The survey also revealed that 46 percent of the respondents download or stream movies. Netflix, Inc. (NASDAQ:NFLX) emerged as the primary choice of service among teenagers as 59 percent of the teens said they expect to use the company to rent movies over the next five years.

Its market share among teens increased from 48 percent during the previous survey in spring, last 2012. Eighteen percent (18 percent) of the respondents said they will use Redbox while 3 percent said they will continue to use rental stores.

Olson is confident that Netflix, Inc. (NASDAQ:NFLX)’s domestic streaming service will continue to grow over the long-term due to the increasing popularity among younger subscribers. For this reason, the research firm increased its price target for Netflix stock from $143 per share to $170 per share.

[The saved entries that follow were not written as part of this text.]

//! Address canonicalization and similarity scoring.
//!
//! The certificate spells a property address across five labelled boxes while
//! the application usually carries one free-text line, so comparison runs on
//! a canonical projection: spacing repaired, components tagged, suffixes and
//! state names abbreviated, separators stripped, then a normalized
//! edit-distance ratio over the residue.

use regex::Regex;
use std::collections::BTreeMap;
use std::sync::LazyLock;

static DIGIT_LETTER: LazyLock<Regex> =
    LazyLock::new(|| Regex::new(r"(\d)([A-Za-z])").expect("digit-letter pattern"));
static LETTER_DIGIT: LazyLock<Regex> =
    LazyLock::new(|| Regex::new(r"([A-Za-z])(\d)").expect("letter-digit pattern"));
static CITY_STATE_ZIP: LazyLock<Regex> =
    LazyLock::new(|| Regex::new(r"([A-Za-z]+)\s+([A-Z]{2})\s+(\d{5})$").expect("tail pattern"));

/// Match tier for a scored address pair.
#[derive(Debug, Clone, Copy, PartialEq, Eq)]
pub enum AddressTier {
    Matched,
    HighSimilarity,
    NotMatched,
}

impl AddressTier {
    pub const fn label(self) -> &'static str {
        match self {
            Self::Matched => "Matched",
            Self::HighSimilarity => "High similarity",
            Self::NotMatched => "Not matched",
        }
    }
}

/// Outcome of comparing two addresses: the similarity ratio (0-100) and the
/// tier it lands in.
#[derive(Debug, Clone, Copy, PartialEq)]
pub struct AddressComparison {
    pub score: f64,
    pub tier: AddressTier,
}

/// Compare two raw address strings. Ratio above 90 is a match, above 80
/// warrants review, anything lower is a mismatch.
pub fn compare(
    left: &str,
    right: &str,
    suffixes: &BTreeMap<String, String>,
    states: &BTreeMap<String, String>,
) -> AddressComparison {
    let a = canonical(left, suffixes, states);
    let b = canonical(right, suffixes, states);
    let score = ratio(&a, &b);

    let tier = if score > 90.0 {
        AddressTier::Matched
    } else if score > 80.0 {
        AddressTier::HighSimilarity
    } else {
        AddressTier::NotMatched
    };

    AddressComparison { score, tier }
}

/// Canonical separator-free projection of an address.
pub fn canonical(
    raw: &str,
    suffixes: &BTreeMap<String, String>,
    states: &BTreeMap<String, String>,
) -> String {
    let prepared = preprocess(raw);
    match tag_components(&prepared, suffixes, states) {
        Some(joined) => strip_separators(&joined),
        None => strip_separators(&prepared),
    }
}

/// Repair spacing lost to OCR: split digit/letter boundaries and turn
/// hyphens and commas into spaces.
fn preprocess(raw: &str) -> String {
    let spaced = DIGIT_LETTER.replace_all(raw, "$1 $2");
    let spaced = LETTER_DIGIT.replace_all(&spaced, "$1 $2");
    spaced.replace(['-', ','], " ").trim().to_string()
}

/// Tagging pass over a prepared address: leading house number, trailing
/// city/state/zip, street tokens in between. Returns `None` when the shape
/// is too unusual to tag, in which case the caller compares the raw residue.
fn tag_components(
    prepared: &str,
    suffixes: &BTreeMap<String, String>,
    states: &BTreeMap<String, String>,
) -> Option<String> {
    let captures = CITY_STATE_ZIP.captures(prepared)?;
    let tail_start = captures.get(0).expect("whole match").start();
    let (city, state, zip) = (
        captures.get(1).expect("city").as_str(),
        captures.get(2).expect("state").as_str(),
        captures.get(3).expect("zip").as_str(),
    );

    let head = prepared[..tail_start].trim();
    let mut tokens = head.split_whitespace().peekable();
    let number = match tokens.peek() {
        Some(token) if token.chars().all(|c| c.is_ascii_digit()) => {
            tokens.next().map(str::to_string)
        }
        _ => None,
    };

    let street = tokens
        .map(|word| suffixes.get(word).map(String::as_str).unwrap_or(word))
        .collect::<Vec<_>>()
        .join(" ");

    let state = states.get(state).map(String::as_str).unwrap_or(state);

    let mut parts = Vec::new();
    if let Some(number) = number {
        parts.push(number);
    }
    if !street.is_empty() {
        parts.push(street);
    }
    parts.push(city.to_string());
    parts.push(state.to_string());
    parts.push(zip.to_string());
    Some(parts.join(" "))
}

fn strip_separators(value: &str) -> String {
    value
        .chars()
        .filter(|c| !c.is_whitespace() && *c != ',' && *c != '-')
        .collect::<String>()
        .to_lowercase()
}

/// Normalized Levenshtein ratio on a 0-100 scale.
fn ratio(a: &str, b: &str) -> f64 {
    let longest = a.chars().count().max(b.chars().count());
    if longest == 0 {
        return 100.0;
    }
    let distance = levenshtein(a, b);
    (1.0 - distance as f64 / longest as f64) * 100.0
}

fn levenshtein(a: &str, b: &str) -> usize {
    let a: Vec<char> = a.chars().collect();
    let b: Vec<char> = b.chars().collect();
    if a.is_empty() {
        return b.len();
    }
    if b.is_empty() {
        return a.len();
    }

    let mut previous: Vec<usize> = (0..=b.len()).collect();
    let mut current = vec![0; b.len() + 1];

    for (i, ca) in a.iter().enumerate() {
        current[0] = i + 1;
        for (j, cb) in b.iter().enumerate() {
            let substitution = previous[j] + usize::from(ca != cb);
            current[j + 1] = substitution.min(previous[j + 1] + 1).min(current[j] + 1);
        }
        std::mem::swap(&mut previous, &mut current);
    }

    previous[b.len()]
}

#[cfg(test)]
mod tests {
    use super::*;
    use crate::reference::ReferenceTables;

    fn tables() -> ReferenceTables {
        ReferenceTables::default()
    }

    #[test]
    fn identical_addresses_always_match() {
        let tables = tables();
        for raw in [
            "123 Main Street Cedar Rapids IA 52401",
            "8-B Harbor Drive, Tampa FL 33602",
            "977 Seaway Ct",
        ] {
            let comparison = compare(
                raw,
                raw,
                &tables.street_suffixes,
                &tables.state_abbreviations,
            );
            assert_eq!(comparison.tier, AddressTier::Matched, "{raw}");
            assert_eq!(comparison.score, 100.0);
        }
    }

    #[test]
    fn suffix_and_state_abbreviations_align_sources() {
        let tables = tables();
        let comparison = compare(
            "123 Main Street Cedar Rapids IA 52401",
            "123 Main St. Cedar Rapids Iowa 52401",
            &tables.street_suffixes,
            &tables.state_abbreviations,
        );
        assert_eq!(comparison.tier, AddressTier::Matched);
    }

    #[test]
    fn unrelated_addresses_do_not_match() {
        let tables = tables();
        let comparison = compare(
            "123 Main Street Cedar Rapids IA 52401",
            "977 Seaway Court Galveston TX 77550",
            &tables.street_suffixes,
            &tables.state_abbreviations,
        );
        assert_eq!(comparison.tier, AddressTier::NotMatched);
    }

    #[test]
    fn preprocess_splits_ocr_runs() {
        assert_eq!(preprocess("123Main"), "123 Main");
        assert_eq!(preprocess("Main123"), "Main 123");
        assert_eq!(preprocess("12-B,Main"), "12 B Main");
    }
}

In his note to investors Olson wrote, “We believe Netflix, Inc. (NASDAQ:NFLX) continue to have strong mind-share and remains well positioned for growth in the movie rental category. The company participates directly in DVD-by-mail and movie streaming categories, but does not participate in the segment that will likely decline the most over the next two years (retail stores). In these two segments combined (DVD-by-mail & movie streaming), Netflix has services addressing 52 percent of teen rental habit (up from 46 percent one year ago).”

Olson also believes that Netflix, Inc. (NASDAQ:NFLX) will outperform other digital competitors in the movie rentals category and it will become the biggest brand within the next five years.

Meanwhile, PiperJaffray’s Gene Munster found that Apple Inc. (NASDAQ:AAPL) is still “cool” among teenagers based on the results of his semi-annual teen survey this year.

The results of the survey indicated that Apple remain the most popular technology brand among teens. Based on the survey, 48 percent of teenagers who participated in the survey owned an iPhone, up from 40 percent in the previous year, and 63 percent owned an iPad.